Hamilton seized the opportunity post-race to point out “we really need to put a lot of pressure on Pirelli for the future”. It is part of the unofficial strategy of the Grand Prix Drivers Association to bang that drum whenever possible.
For many, many months Hamilton and others have pleaded for tyres that can be pushed without being destroyed. Right now, the softer compounds can’t live with a car moving around that much. Pushing too hard will destroy performance and longevity. Following another car too closely will do the same. So where is the capacity, let alone incentive, for a driver to attack in a race?
“For 2022 we need a better tyre,” said Hamilton. “We need a tyre that gives us more grip, better safety – that’s a key matter there – and enables us to drive closer to cars and give you guys, and the fans, better racing.
“Right now, we’re managing to a serious amount. And I don’t think that’s what the fans want.
“That’s not what a racing driver wants, to have to manage behind the car multiple seconds behind because the tyes are not good enough.
“So, we want to help Pirelli to make a better tyre if they can. And that’s obviously the question.”
The odd dig in Pirelli’s direction is designed to put pressure on the company and F1 to throw everything they can at creating tyres that give the drivers what they want.

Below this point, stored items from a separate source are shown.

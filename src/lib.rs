//! # gridex-engine
//!
//! The state engine of a grid order book trading pair.
//!
//! ## Features
//!
//! - Makers rest orders in buckets of `resolution` boundaries, where the price of boundary `b` is
//!   `1.0001^b` as a Q64.96
//! - Orders at the same bucket share a [`Bundle`](entities::Bundle) that is filled and settled pro
//!   rata
//! - Takers swap through a step-wise loop that walks a per side
//!   [`BoundaryBitmap`](utils::BoundaryBitmap) of initialized buckets
//! - Every entry point is staged in a [`Transaction`](entities::Transaction) and committed only
//!   once payments are verified
//! - A ring buffer [`ObservationLog`](oracle::ObservationLog) of cumulative boundaries
//! - Extensive unit tests and benchmarks

pub mod config;
pub mod constants;
pub mod entities;
pub mod error;
pub mod oracle;
pub mod payments;
pub mod utils;


pub mod prelude {
    pub use crate::{
        config::*, constants::*, entities::*, error::*, oracle::*, payments::*, utils::*,
    };

    pub(crate) use crate::entities::side;
}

That’s unlikely to guarantee every race becomes a series of sprints between pitstops that brings out the best in man and machine, but it’s got to be better than the alternative.
Some tracks lend themselves to exacerbating this problem and Barcelona is certainly among them.
It’s just a shame that F1 continues to be vulnerable to such predictability. And unless the tyre situation changes, the potential of the 2022 regulations and F1’s bright new future will be restricted.